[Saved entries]

--- START ---

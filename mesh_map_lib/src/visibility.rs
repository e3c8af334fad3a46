//! Selection-driven visibility resolution.
//!
//! A pass first computes a complete [`VisibilityPlan`] for every mounted
//! marker and line, and only then is the plan pushed to the handles in one
//! batch (see [`crate::registry::HandleRegistry::apply`]).

use crate::selection::Selection;
use common::network::{LinkKey, Network, Node, NodeId};
use serde::{Deserialize, Serialize};
use std::collections::{HashMap, HashSet};

/// Rendering instruction for a marker or a line.
#[derive(Debug, Clone, Copy, Default, PartialEq, Eq, Hash, Serialize, Deserialize)]
#[serde(rename_all = "snake_case")]
pub enum Visibility {
    #[default]
    Default,
    Dim,
    Secondary,
    Highlight,
}

/// Which emphasis rules matched an entity during a pass.
#[derive(Debug, Clone, Copy, Default, PartialEq, Eq)]
pub struct Emphasis {
    pub dim: bool,
    pub secondary: bool,
    pub highlight: bool,
}

/// highlight > secondary > dim > default.
pub fn resolve(emphasis: Emphasis) -> Visibility {
    if emphasis.highlight {
        Visibility::Highlight
    } else if emphasis.secondary {
        Visibility::Secondary
    } else if emphasis.dim {
        Visibility::Dim
    } else {
        Visibility::Default
    }
}

/// Whether the link half of a pass runs.
#[derive(Debug, Clone, Copy, PartialEq, Eq)]
pub enum LinkPass {
    Apply,
    /// Filter-only transitions leave line emphasis untouched.
    Skip,
}

/// Identities that currently have a live handle.
#[derive(Debug, Default)]
pub struct Mounted<'a> {
    nodes: HashSet<&'a NodeId>,
    links: HashSet<&'a LinkKey>,
}

impl<'a> Mounted<'a> {
    pub fn new<N, L>(nodes: N, links: L) -> Self
    where
        N: IntoIterator<Item = &'a NodeId>,
        L: IntoIterator<Item = &'a LinkKey>,
    {
        Self {
            nodes: nodes.into_iter().collect(),
            links: links.into_iter().collect(),
        }
    }

    pub fn has_node(&self, id: &NodeId) -> bool {
        self.nodes.contains(id)
    }

    pub fn has_link(&self, key: &LinkKey) -> bool {
        self.links.contains(key)
    }
}

/// Target state per handle for one pass. Handles absent from the plan are
/// left as they are.
#[derive(Debug, Clone, Default, PartialEq, Eq)]
pub struct VisibilityPlan {
    pub nodes: HashMap<NodeId, Visibility>,
    pub links: HashMap<LinkKey, Visibility>,
}

impl VisibilityPlan {
    /// Everything back to [`Visibility::Default`].
    pub fn reset(mounted: &Mounted<'_>) -> Self {
        Self {
            nodes: mounted
                .nodes
                .iter()
                .map(|&id| (id.clone(), Visibility::Default))
                .collect(),
            links: mounted
                .links
                .iter()
                .map(|&key| (key.clone(), Visibility::Default))
                .collect(),
        }
    }

    pub fn node(&self, id: &NodeId) -> Option<Visibility> {
        self.nodes.get(id).copied()
    }

    pub fn link(&self, key: &LinkKey) -> Option<Visibility> {
        self.links.get(key).copied()
    }

    pub fn summary(&self) -> PlanSummary {
        let mut summary = PlanSummary::default();
        for state in self.nodes.values().chain(self.links.values()) {
            match state {
                Visibility::Default => summary.default += 1,
                Visibility::Dim => summary.dim += 1,
                Visibility::Secondary => summary.secondary += 1,
                Visibility::Highlight => summary.highlight += 1,
            }
        }
        summary
    }
}

/// Count of handles per state, for logs and reports.
#[derive(Debug, Clone, Copy, Default, PartialEq, Eq, Serialize)]
pub struct PlanSummary {
    pub default: usize,
    pub dim: usize,
    pub secondary: usize,
    pub highlight: usize,
}

/// Outcome of a non-empty pass.
#[derive(Debug)]
pub struct Resolution<'n> {
    pub plan: VisibilityPlan,
    /// Selected nodes that resolved to a live handle, in selection order.
    pub selected: Vec<&'n Node>,
}

/// Compute the emphasis of every mounted marker and line for a non-empty
/// selection.
///
/// Selected ids without a node in the snapshot or without a live marker are
/// dropped. Returns `None` when nothing resolves, in which case the caller
/// waits for the next transition.
pub fn resolve_plan<'n>(
    network: &'n Network,
    selection: &Selection,
    mounted: &Mounted<'_>,
    link_pass: LinkPass,
) -> Option<Resolution<'n>> {
    let selected: Vec<&Node> = selection
        .iter()
        .filter(|id| mounted.has_node(id))
        .filter_map(|id| network.node(id.as_str()))
        .collect();
    if selected.is_empty() {
        return None;
    }

    // While nothing installed is selected, installed nodes stay legible as landmarks.
    let active_is_selected = selected.iter().any(|node| node.status.is_installed());

    let highlighted: HashSet<&NodeId> = selected.iter().map(|node| &node.id).collect();
    let connected: HashSet<&NodeId> = selected
        .iter()
        .flat_map(|node| node.connected_nodes.iter())
        .collect();

    let nodes = mounted
        .nodes
        .iter()
        .map(|&id| {
            let installed = network
                .node(id.as_str())
                .is_some_and(|node| node.status.is_installed());
            let emphasis = Emphasis {
                dim: active_is_selected || !installed,
                secondary: connected.contains(id),
                highlight: highlighted.contains(id),
            };
            (id.clone(), resolve(emphasis))
        })
        .collect();

    let links = match link_pass {
        LinkPass::Skip => HashMap::new(),
        LinkPass::Apply => {
            let incident: HashSet<&LinkKey> = selected
                .iter()
                .flat_map(|node| node.links.iter())
                .collect();
            mounted
                .links
                .iter()
                .map(|&key| {
                    let emphasis = Emphasis {
                        dim: true,
                        secondary: false,
                        highlight: incident.contains(key),
                    };
                    (key.clone(), resolve(emphasis))
                })
                .collect()
        }
    };

    Some(Resolution {
        plan: VisibilityPlan { nodes, links },
        selected,
    })
}
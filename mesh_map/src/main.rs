use anyhow::{Context, Result};
use clap::Parser;
use common::network::Network;
use mesh_map_lib::{MapArgs, MapViewConfig};
use std::io::Write;
use tracing_subscriber::{fmt, prelude::*, EnvFilter};

mod driver;
mod probe;
mod script;

fn main() -> Result<()> {
    let args = MapArgs::parse();

    // stdout carries the reports
    if args.pretty {
        tracing_subscriber::registry()
            .with(fmt::layer().with_writer(std::io::stderr).pretty())
            .with(EnvFilter::from_default_env())
            .init();
    } else {
        tracing_subscriber::registry()
            .with(fmt::layer().with_writer(std::io::stderr).compact())
            .with(EnvFilter::from_default_env())
            .init();
    }

    let config = MapViewConfig::load(args.config_file.as_deref()).context("invalid configuration")?;
    let network = Network::from_path(&args.network)
        .with_context(|| format!("failed to load network {}", args.network.display()))?;
    let events = script::load(args.script.as_deref())?;

    let mut driver = driver::Driver::new(config, network, &args.route);
    let reports = driver.run(events);

    let stdout = std::io::stdout();
    let mut out = stdout.lock();
    for report in reports {
        serde_json::to_writer(&mut out, &report)?;
        writeln!(out)?;
    }
    Ok(())
}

--- END ---

--- Your objective ---
Check each line of the records above for the word "crate" and report how many lines have it, as a number only.

--- Solved exercise ---
2